Quand il venait à Montréal, une fois par année, il m’appelait et on allait dîner. C’était toujours passionnant et j’aurais pu parler avec lui pendant un après-midi au complet.
C’était un homme extrêmement généreux, attachant, sincère et authentique.
Son plus grand legs, c’est d’avoir convaincu le gouvernement du Québec qu’il fallait des grandes villes au Québec et qu’il fallait les fusionner.

Alexandre Cloutier, député du Parti québécois dans la circonscription de Lac-Saint-Jean

Un homme inspirant, un homme que j’ai eu la chance de connaître après sa vie active en politique.
Je l’avais interpellé comme un sage pour conseiller la nouvelle génération en politique, chose qu’il avait gentiment acceptée. Il a partagé avec moi ses bons vœux, ses commentaires, son expérience, et j’ai toujours eu des moments agréables [avec lui]. C’est un incontournable pour moi, aujourd’hui, de venir lui rendre hommage,
C’était un mentor, un sage, un homme que je qualifierais de chef d’État, qui ne l’a pas été, mais qui en avait la stature.

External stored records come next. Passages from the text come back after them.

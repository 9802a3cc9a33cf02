//! 不正検知レコードの型定義
//!
//! スコアリングエンジンが出力したフラグ付き提出データを表す

use chrono::{DateTime, Utc};
use serde::{Deserialize, Serialize};
use std::str::FromStr;

/// 深刻度
///
/// 宣言順が順序になる（clean < low < medium < high < critical）。
#[derive(Debug, Clone, Copy, Serialize, Deserialize, PartialEq, Eq, PartialOrd, Ord, Hash)]
#[serde(rename_all = "snake_case")]
pub enum Severity {
    /// 問題なし
    Clean,
    /// 低
    Low,
    /// 中
    Medium,
    /// 高
    High,
    /// 重大
    Critical,
}

impl Severity {
    /// Severityを文字列に変換
    pub fn as_str(&self) -> &'static str {
        match self {
            Self::Clean => "clean",
            Self::Low => "low",
            Self::Medium => "medium",
            Self::High => "high",
            Self::Critical => "critical",
        }
    }
}

impl FromStr for Severity {
    type Err = String;

    fn from_str(s: &str) -> Result<Self, Self::Err> {
        match s {
            "clean" => Ok(Self::Clean),
            "low" => Ok(Self::Low),
            "medium" => Ok(Self::Medium),
            "high" => Ok(Self::High),
            "critical" => Ok(Self::Critical),
            other => Err(format!("unknown severity '{}'", other)),
        }
    }
}

impl std::fmt::Display for Severity {
    fn fmt(&self, f: &mut std::fmt::Formatter<'_>) -> std::fmt::Result {
        write!(f, "{}", self.as_str())
    }
}

/// レビュー結果
#[derive(Debug, Clone, Copy, Serialize, Deserialize, PartialEq, Eq, Hash)]
#[serde(rename_all = "snake_case")]
pub enum Resolution {
    /// 不正と確定
    ConfirmedFraud,
    /// 誤検知
    FalsePositive,
    /// 追加調査が必要
    NeedsInvestigation,
    /// 却下
    Dismissed,
    /// 調査員へ警告済み
    EnumeratorWarned,
    /// 調査員を停止
    EnumeratorSuspended,
}

impl Resolution {
    /// 許可されている全値
    pub const ALL: [Resolution; 6] = [
        Self::ConfirmedFraud,
        Self::FalsePositive,
        Self::NeedsInvestigation,
        Self::Dismissed,
        Self::EnumeratorWarned,
        Self::EnumeratorSuspended,
    ];

    /// Resolutionを文字列に変換
    pub fn as_str(&self) -> &'static str {
        match self {
            Self::ConfirmedFraud => "confirmed_fraud",
            Self::FalsePositive => "false_positive",
            Self::NeedsInvestigation => "needs_investigation",
            Self::Dismissed => "dismissed",
            Self::EnumeratorWarned => "enumerator_warned",
            Self::EnumeratorSuspended => "enumerator_suspended",
        }
    }
}

impl FromStr for Resolution {
    type Err = String;

    fn from_str(s: &str) -> Result<Self, Self::Err> {
        Self::ALL
            .iter()
            .copied()
            .find(|r| r.as_str() == s)
            .ok_or_else(|| format!("unknown resolution '{}'", s))
    }
}

impl std::fmt::Display for Resolution {
    fn fmt(&self, f: &mut std::fmt::Formatter<'_>) -> std::fmt::Result {
        write!(f, "{}", self.as_str())
    }
}

/// 近接判定された他の提出データへの参照
#[derive(Debug, Clone, Serialize, Deserialize, PartialEq)]
pub struct ProximityRef {
    /// 提出ID
    pub submission_id: String,
    /// 緯度
    pub lat: f64,
    /// 経度
    pub lng: f64,
    /// 観測時刻
    pub observed_at: DateTime<Utc>,
}

/// ヒューリスティック別スコア
#[derive(Debug, Clone, Copy, Default, Serialize, Deserialize, PartialEq)]
pub struct ComponentScores {
    /// GPS近接クラスタ
    pub gps_cluster: f64,
    /// 移動速度
    pub speed: f64,
    /// 直線回答
    pub straightline: f64,
    /// 重複回答
    pub duplicate: f64,
    /// 回答時間
    pub timing: f64,
}

/// フラグ付き検知レコード
#[derive(Debug, Clone, Serialize, Deserialize, PartialEq)]
pub struct FlaggedDetection {
    /// 検知ID
    pub id: String,
    /// 提出ID
    pub submission_id: String,
    /// 提出者（調査員）ID
    pub owner_id: String,
    /// 提出者の表示名
    pub owner_name: Option<String>,
    /// スコア算出時刻
    pub computed_at: DateTime<Utc>,
    /// 提出地点の緯度
    pub latitude: Option<f64>,
    /// 提出地点の経度
    pub longitude: Option<f64>,
    /// ヒューリスティック別スコア
    pub scores: ComponentScores,
    /// 合計スコア
    pub total_score: f64,
    /// 深刻度
    pub severity: Severity,
    /// レビュー結果（未レビューはNone）
    pub resolution: Option<Resolution>,
    /// レビューメモ
    pub resolution_notes: Option<String>,
    /// レビュー者ID
    pub reviewed_by: Option<String>,
    /// レビュー時刻
    pub reviewed_at: Option<DateTime<Utc>>,
    /// 近接提出データ
    pub proximity_refs: Vec<ProximityRef>,
}

/// 一括レビューで適用する更新内容
#[derive(Debug, Clone)]
pub struct ResolutionPatch {
    /// 設定するレビュー結果
    pub resolution: Resolution,
    /// レビューメモ
    pub notes: String,
    /// レビュー者ID
    pub reviewed_by: String,
    /// レビュー時刻
    pub reviewed_at: DateTime<Utc>,
}
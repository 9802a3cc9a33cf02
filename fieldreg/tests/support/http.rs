use axum::body::{to_bytes, Body};
use axum::http::{Request, StatusCode};
use axum::Router;
use serde_json::Value;
use tower::ServiceExt;

/// アクターヘッダー付きのGETを送信
#[allow(dead_code)]
pub async fn get(app: &Router, uri: &str, actor: Option<(&str, &str)>) -> (StatusCode, Value) {
    let mut builder = Request::builder().method("GET").uri(uri);
    if let Some((id, scope)) = actor {
        builder = builder
            .header("x-actor-id", id)
            .header("x-actor-scope", scope);
    }
    send(app, builder.body(Body::empty()).unwrap()).await
}

/// アクターヘッダー付きのJSON POSTを送信
#[allow(dead_code)]
pub async fn post_json(
    app: &Router,
    uri: &str,
    actor: Option<(&str, &str)>,
    body: Value,
) -> (StatusCode, Value) {
    let mut builder = Request::builder()
        .method("POST")
        .uri(uri)
        .header("content-type", "application/json");
    if let Some((id, scope)) = actor {
        builder = builder
            .header("x-actor-id", id)
            .header("x-actor-scope", scope);
    }
    send(app, builder.body(Body::from(body.to_string())).unwrap()).await
}

/// 任意のボディ文字列をJSONとしてPOSTする（構文エラーの検証用）
#[allow(dead_code)]
pub async fn post_raw(
    app: &Router,
    uri: &str,
    actor: Option<(&str, &str)>,
    body: &str,
) -> (StatusCode, Value) {
    let mut builder = Request::builder()
        .method("POST")
        .uri(uri)
        .header("content-type", "application/json");
    if let Some((id, scope)) = actor {
        builder = builder
            .header("x-actor-id", id)
            .header("x-actor-scope", scope);
    }
    send(app, builder.body(Body::from(body.to_owned())).unwrap()).await
}

async fn send(app: &Router, request: Request<Body>) -> (StatusCode, Value) {
    let response = app.clone().oneshot(request).await.unwrap();
    let status = response.status();
    let bytes = to_bytes(response.into_body(), usize::MAX).await.unwrap();
    let value = if bytes.is_empty() {
        Value::Null
    } else {
        serde_json::from_slice(&bytes).unwrap_or(Value::Null)
    };
    (status, value)
}
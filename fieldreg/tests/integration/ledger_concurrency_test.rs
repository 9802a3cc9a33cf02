//! ファイルDBを共有する複数プロセス相当の同時追記テスト
//!
//! 2つのAppStateはそれぞれ独立したプロセス内ロックを持つため、
//! 直列化はSQLiteの書き込みロックと末尾ハッシュのCASに依存する。

use fieldreg::audit::hash_chain::verify_chain;
use fieldreg::audit::types::NewAuditEntry;
use fieldreg::db::audit_log::AuditLogStorage;
use fieldreg::db::migrations::initialize_database;
use std::collections::HashSet;
use std::time::Duration;

#[tokio::test(flavor = "multi_thread", worker_threads = 4)]
async fn two_pools_on_one_file_keep_a_single_chain() {
    let dir = tempfile::tempdir().unwrap();
    let url = format!("sqlite:{}", dir.path().join("ledger.db").display());

    let pool_a = initialize_database(&url, Duration::from_secs(10))
        .await
        .unwrap();
    let pool_b = initialize_database(&url, Duration::from_secs(10))
        .await
        .unwrap();
    let ledger_a = AuditLogStorage::new(pool_a.clone());
    let ledger_b = AuditLogStorage::new(pool_b.clone());

    let mut handles = Vec::new();
    for (name, ledger) in [("a", ledger_a.clone()), ("b", ledger_b.clone())] {
        for worker in 0..3 {
            let ledger = ledger.clone();
            handles.push(tokio::spawn(async move {
                for i in 0..5 {
                    ledger
                        .append(
                            NewAuditEntry::new("fraud_detection.bulk_reviewed", "fraud_detections")
                                .with_actor(format!("{}-{}-{}", name, worker, i)),
                        )
                        .await
                        .unwrap();
                }
            }));
        }
    }
    for handle in handles {
        handle.await.unwrap();
    }

    let entries = ledger_a.verification_snapshot(None).await.unwrap().entries;
    assert_eq!(entries.len(), 30);

    let previous: HashSet<&str> = entries.iter().map(|e| e.previous_hash.as_str()).collect();
    assert_eq!(previous.len(), 30, "no two entries may share a predecessor");

    let result = verify_chain(&ledger_b, None).await.unwrap();
    assert!(result.valid);
    assert_eq!(result.verified, 30);

    pool_a.close().await;
    pool_b.close().await;
}

#[tokio::test(flavor = "multi_thread", worker_threads = 4)]
async fn verification_during_appends_sees_one_consistent_snapshot() {
    let dir = tempfile::tempdir().unwrap();
    let url = format!("sqlite:{}", dir.path().join("ledger.db").display());
    let pool = initialize_database(&url, Duration::from_secs(10))
        .await
        .unwrap();
    let ledger = AuditLogStorage::new(pool.clone());

    let writer = {
        let ledger = ledger.clone();
        tokio::spawn(async move {
            for i in 0..40 {
                ledger
                    .append(
                        NewAuditEntry::new("fraud_detection.bulk_reviewed", "fraud_detections")
                            .with_actor(format!("writer-{}", i)),
                    )
                    .await
                    .unwrap();
            }
        })
    };

    while !writer.is_finished() {
        let full = verify_chain(&ledger, None).await.unwrap();
        assert!(full.valid);
        assert_eq!(full.verified, full.total_records);

        let window = verify_chain(&ledger, Some(3)).await.unwrap();
        assert!(window.valid);
        assert!(window.verified <= window.total_records);
        tokio::time::sleep(Duration::from_millis(1)).await;
    }
    writer.await.unwrap();

    let result = verify_chain(&ledger, None).await.unwrap();
    assert!(result.valid);
    assert_eq!(result.verified, 40);

    pool.close().await;
}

Robert Lepage, metteur en scène et auteur

C’était un père, Jean-Paul. Pas seulement pour moi, mais pour plusieurs artistes dans la région de Québec. C’est quelqu’un qui a mis plusieurs artistes au monde, il m'a aidé à m’accomplir.
C’était un homme extrêmement fier, il croyait au sens de la fierté et savait que Québec avait perdu sa fierté.

Caroline St-Hilaire, mairesse de Longueuil

C’est un des premiers appels que j’ai reçus au lendemain de ma victoire en 2009, pour me féliciter, me conseiller de façon toujours très subtile, discrète. Je l’ai toujours apprécié. C’était un beau modèle en politique.

Maka Kotto, député du Parti québécois dans la circonscription de Bourget

Quand j’ai été ministre de la Culture sous Pauline Marois, ce fut le premier à m’appeler pour avoir un échange sur son expérience dans le domaine, mais aussi sur les enjeux concernant Québec. Nous avons passé de très beaux moments.